So, anyway... I am very curious about DMT. I won't ever fucking try it, because I feel fairly sure that, if it did not actually mess me up mentally, it would probably set my anxiety off in a very bad way.

Yep. I know what you mean.

Continuation:
My mind shits itself enough on its own. Even caffeine can be too much sometimes. First time I had a coffee I was shaking uncontrollably for hours. Coke's given me panic attacks. (And by coke I mean the soda.) I'm naturally pretty amped at times - insane, bouncing off the walls kind of amped - and a lot of the time being in any kind of unfamiliar environment (ie anywhere that isn't home) sends my brain haywire because there are too many signals for it to take in at once.

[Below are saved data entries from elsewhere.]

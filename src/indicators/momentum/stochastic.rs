//! Stochastic oscillator (%K)

use crate::common::math;
use crate::models::indicators::{IndicatorResult, IndicatorSignal};

/// Calculate %K over the last `period` highs/lows.
///
/// %K = (close - periodLow) / (periodHigh - periodLow) * 100
///
/// Returns the `{50, NEUTRAL, 0}` sentinel on insufficient data, and also
/// when the period range is zero (a flat window would otherwise divide by
/// zero). Classifies BUY below 20 and SELL above 80.
pub fn stochastic(closes: &[f64], highs: &[f64], lows: &[f64], period: usize) -> IndicatorResult {
    if period == 0 || closes.len() < period || highs.len() < period || lows.len() < period {
        return IndicatorResult::neutral(50.0);
    }

    let current = closes[closes.len() - 1];
    let period_high = math::highest(highs, period);
    let period_low = math::lowest(lows, period);
    if period_high == period_low {
        return IndicatorResult::neutral(50.0);
    }

    let k = (current - period_low) / (period_high - period_low) * 100.0;

    let (signal, strength) = if k < 20.0 {
        (IndicatorSignal::Buy, (20.0 - k) / 20.0)
    } else if k > 80.0 {
        (IndicatorSignal::Sell, (k - 80.0) / 20.0)
    } else {
        (IndicatorSignal::Neutral, 0.0)
    };

    IndicatorResult {
        value: k,
        signal,
        strength,
    }
}
//! CCI (Commodity Channel Index) indicator

use crate::common::math;

/// Calculate CCI over the last `period` typical prices.
///
/// Typical price = (close + high + low) / 3
/// CCI = (currentTypical - SMA(typical)) / (0.015 * meanAbsoluteDeviation)
///
/// Returns 0.0 on insufficient data or when the mean deviation is zero.
pub fn cci(closes: &[f64], highs: &[f64], lows: &[f64], period: usize) -> f64 {
    if period == 0
        || closes.len() < period
        || highs.len() < closes.len()
        || lows.len() < closes.len()
    {
        return 0.0;
    }

    let typical: Vec<f64> = closes
        .iter()
        .zip(highs.iter())
        .zip(lows.iter())
        .map(|((&c, &h), &l)| (c + h + l) / 3.0)
        .collect();

    let current = typical[typical.len() - 1];
    let sma = math::sma(&typical, period);
    let mean_deviation = math::mean_abs_deviation(&typical, period, sma);

    if mean_deviation == 0.0 {
        0.0
    } else {
        (current - sma) / (0.015 * mean_deviation)
    }
}
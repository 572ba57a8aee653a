//! Strategy catalog
//!
//! The full declared strategy roster. Every entry carries its own
//! evaluator: implemented strategies point at real logic, the rest at an
//! explicit abstaining stub. Names are stable identifiers used by catalog
//! consumers; entries are never matched by reason-string contents.

use crate::market::history::PriceWindow;
use crate::models::signal::TradeSignal;
use crate::strategies::{advanced, core, oscillators};

pub type StrategyFn = fn(&PriceWindow, &str) -> TradeSignal;

#[derive(Debug, Clone, Copy)]
pub struct StrategyEntry {
    pub name: &'static str,
    pub implemented: bool,
    pub evaluate: StrategyFn,
}

impl StrategyEntry {
    const fn implemented(name: &'static str, evaluate: StrategyFn) -> Self {
        Self {
            name,
            implemented: true,
            evaluate,
        }
    }

    const fn declared(name: &'static str) -> Self {
        Self {
            name,
            implemented: false,
            evaluate: abstain,
        }
    }
}

/// Evaluator for declared-but-unimplemented catalog entries: always
/// abstains, never aliases another strategy's output.
fn abstain(window: &PriceWindow, symbol: &str) -> TradeSignal {
    TradeSignal::hold(
        symbol,
        window.current_price(),
        "Strategy not implemented".to_string(),
    )
}

const CATALOG: &[StrategyEntry] = &[
    StrategyEntry::implemented("Multi-Timeframe RSI", core::multi_timeframe_rsi),
    StrategyEntry::implemented("Trend Following MACD", core::trend_following_macd),
    StrategyEntry::implemented("Mean Reversion BB", core::mean_reversion_bb),
    StrategyEntry::implemented("Volume-Weighted MACD", advanced::volume_weighted_macd),
    StrategyEntry::implemented("Ichimoku Cloud", advanced::ichimoku_cloud),
    StrategyEntry::implemented("Supertrend Strategy", advanced::supertrend_strategy),
    StrategyEntry::implemented("Parabolic SAR", advanced::parabolic_sar),
    StrategyEntry::implemented("ADX Momentum", advanced::adx_momentum),
    StrategyEntry::implemented("RSI Divergence", advanced::rsi_divergence),
    StrategyEntry::implemented("MACD Histogram", oscillators::macd_histogram),
    StrategyEntry::implemented("Bollinger Squeeze", advanced::bollinger_squeeze),
    StrategyEntry::implemented("Stochastic Oscillator", oscillators::stochastic_oscillator),
    StrategyEntry::implemented("Williams %R", oscillators::williams_r),
    StrategyEntry::implemented("CCI Strategy", oscillators::cci_strategy),
    StrategyEntry::implemented("ATR Breakout", oscillators::atr_breakout),
    StrategyEntry::declared("VWAP Strategy"),
    StrategyEntry::declared("Fibonacci Retracement"),
    StrategyEntry::declared("Pivot Points"),
    StrategyEntry::implemented("Moving Average Cross", oscillators::moving_average_cross),
    StrategyEntry::declared("EMA Ribbon"),
    StrategyEntry::declared("Price Action"),
    StrategyEntry::declared("Support Resistance"),
    StrategyEntry::declared("Volume Profile"),
    StrategyEntry::declared("Order Flow"),
    StrategyEntry::declared("Market Structure"),
    StrategyEntry::declared("Elliott Wave"),
    StrategyEntry::declared("Harmonic Patterns"),
    StrategyEntry::declared("Gartley Pattern"),
    StrategyEntry::declared("Butterfly Pattern"),
    StrategyEntry::declared("Bat Pattern"),
    StrategyEntry::declared("Crab Pattern"),
    StrategyEntry::declared("Cypher Pattern"),
    StrategyEntry::declared("Deep Learning AI"),
    StrategyEntry::declared("Neural Network"),
    StrategyEntry::declared("Genetic Algorithm"),
    StrategyEntry::declared("Reinforcement Learning"),
    StrategyEntry::declared("Sentiment Analysis"),
    StrategyEntry::declared("Social Volume"),
    StrategyEntry::declared("Whale Tracking"),
    StrategyEntry::declared("Liquidity Analysis"),
    StrategyEntry::declared("Market Cycle"),
    StrategyEntry::declared("Seasonality"),
    StrategyEntry::declared("Correlation Matrix"),
    StrategyEntry::declared("Volatility Smile"),
    StrategyEntry::declared("Gamma Exposure"),
    StrategyEntry::declared("Delta Neutral"),
    StrategyEntry::declared("Options Flow"),
    StrategyEntry::declared("Funding Rate"),
    StrategyEntry::declared("Open Interest"),
    StrategyEntry::declared("Leverage Ratio"),
    StrategyEntry::declared("Fear & Greed"),
    StrategyEntry::declared("Network Growth"),
    StrategyEntry::declared("On-Chain Analysis"),
    StrategyEntry::declared("MVRV Z-Score"),
    StrategyEntry::declared("NVT Ratio"),
    StrategyEntry::declared("Stock-to-Flow"),
    StrategyEntry::declared("Realized Price"),
    StrategyEntry::declared("Coin Days Destroyed"),
];

/// The full declared catalog, implemented or not.
pub fn catalog() -> &'static [StrategyEntry] {
    CATALOG
}

/// Only the entries with real evaluation logic, in catalog order.
pub fn implemented_strategies() -> impl Iterator<Item = &'static StrategyEntry> {
    CATALOG.iter().filter(|entry| entry.implemented)
}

Overstimulation, basically. It's as if the world is made up of lines and lines and lines of code a mile high, stacked in so many layers, creating this matrix (heh) that surrounds and looms over us all, and my brain tries to latch on to the whole but can only grasp a few little corners at a time, and all the while I feel like I'm about to be swallowed up by the mountain of data and energy around me. I can almost *feel* my mind stretching forward and backward in all dimensions, pulled so thin it's about to snap, and things seem to distort around me. Not necessarily my actual perception - it's mostly in how it hits me. There's a bit of paranoia, that something isn't right... though that isn't quite correct either, that's too human a way of putting it. Like the signals are going to all the wrong receptors and making all the wrong conclusions, all this misdirection. I *know* what I'm seeing is a busker playing violin, but he's all at once a sinister figure, an angel, a demon, a metaphor for human existence, every human archetype he's been in his life, some absurdly random misidentification my brain comes up with, me, personification of emotion, a marketing scheme, etc etc etc. The violin is incredibly complex code all by itself, the music even more so. I suppose it's like my brain tries to see each point in reality from every other point in reality simultaneously, and that's terrifying in itself, but my failure to comprehend and the incredible weight of the data pressing on me is terrifying as well.

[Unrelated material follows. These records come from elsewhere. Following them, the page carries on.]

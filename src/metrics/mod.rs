//! Prometheus metrics for the signal engine

use prometheus::{
    Encoder, Gauge, Histogram, HistogramOpts, IntCounter, Opts, Registry, TextEncoder,
};

/// Metrics registry shared across the runtime, trader and HTTP server
pub struct Metrics {
    registry: Registry,

    pub ticks_ingested_total: IntCounter,
    pub symbols_tracked: Gauge,

    pub signal_evaluations_total: IntCounter,
    pub signal_evaluations_active: Gauge,
    pub signal_evaluation_duration_seconds: Histogram,

    pub trades_opened_total: IntCounter,
    pub trades_closed_total: IntCounter,

    pub http_requests_total: IntCounter,
    pub http_requests_in_flight: Gauge,
    pub http_request_duration_seconds: Histogram,
}

impl Metrics {
    pub fn new() -> Result<Self, prometheus::Error> {
        let registry = Registry::new();

        let ticks_ingested_total = IntCounter::with_opts(Opts::new(
            "ticks_ingested_total",
            "Total price ticks appended to history buffers",
        ))?;
        let symbols_tracked = Gauge::with_opts(Opts::new(
            "symbols_tracked",
            "Number of symbols with an active analysis worker",
        ))?;

        let signal_evaluations_total = IntCounter::with_opts(Opts::new(
            "signal_evaluations_total",
            "Total completed signal evaluation passes",
        ))?;
        let signal_evaluations_active = Gauge::with_opts(Opts::new(
            "signal_evaluations_active",
            "Evaluation passes currently running",
        ))?;
        let signal_evaluation_duration_seconds = Histogram::with_opts(HistogramOpts::new(
            "signal_evaluation_duration_seconds",
            "Duration of a full strategy + consensus pass",
        ))?;

        let trades_opened_total = IntCounter::with_opts(Opts::new(
            "trades_opened_total",
            "Simulated trades opened",
        ))?;
        let trades_closed_total = IntCounter::with_opts(Opts::new(
            "trades_closed_total",
            "Simulated trades closed",
        ))?;

        let http_requests_total = IntCounter::with_opts(Opts::new(
            "http_requests_total",
            "Total HTTP requests served",
        ))?;
        let http_requests_in_flight = Gauge::with_opts(Opts::new(
            "http_requests_in_flight",
            "HTTP requests currently being processed",
        ))?;
        let http_request_duration_seconds = Histogram::with_opts(HistogramOpts::new(
            "http_request_duration_seconds",
            "HTTP request latency",
        ))?;

        registry.register(Box::new(ticks_ingested_total.clone()))?;
        registry.register(Box::new(symbols_tracked.clone()))?;
        registry.register(Box::new(signal_evaluations_total.clone()))?;
        registry.register(Box::new(signal_evaluations_active.clone()))?;
        registry.register(Box::new(signal_evaluation_duration_seconds.clone()))?;
        registry.register(Box::new(trades_opened_total.clone()))?;
        registry.register(Box::new(trades_closed_total.clone()))?;
        registry.register(Box::new(http_requests_total.clone()))?;
        registry.register(Box::new(http_requests_in_flight.clone()))?;
        registry.register(Box::new(http_request_duration_seconds.clone()))?;

        Ok(Self {
            registry,
            ticks_ingested_total,
            symbols_tracked,
            signal_evaluations_total,
            signal_evaluations_active,
            signal_evaluation_duration_seconds,
            trades_opened_total,
            trades_closed_total,
            http_requests_total,
            http_requests_in_flight,
            http_request_duration_seconds,
        })
    }

    /// Export all metrics in the Prometheus text format
    pub fn export(&self) -> Result<String, prometheus::Error> {
        let encoder = TextEncoder::new();
        let metric_families = self.registry.gather();
        let mut buffer = Vec::new();
        encoder.encode(&metric_families, &mut buffer)?;
        String::from_utf8(buffer).map_err(|e| prometheus::Error::Msg(e.to_string()))
    }
}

Grocery stores are cruelly evil places. Within about 10 minutes the lines of code start warping my brain and I begin feeling like a small whimpering child. Body folds in on self, becomes small and humble and pleading. It's almost as if someone else takes over.

The main problem with all this is the emotional experience that goes along with it. Like being continually immersed in alien emotions that are too big in scope for me to handle. And constant glimpses into the underlying structure of reality which I suspect is very, very alien to our everyday perceptions. A near constant sense of that which lies 'behind the veil'. There are some times when I experience life in a normal, 3D/4D way and it's always such a (pleasant) shock to feel how flat and cardboard-like life can be. I do feel a bit sad, like I'm missing something. But it definitely feels as if something has been turned off, as if the back of my brain has shut down, and only the front is alive and experiencing and living. It's very relaxing - no more whirring, and the world feels so much quieter. But I feel as if I've been 'deactivated'.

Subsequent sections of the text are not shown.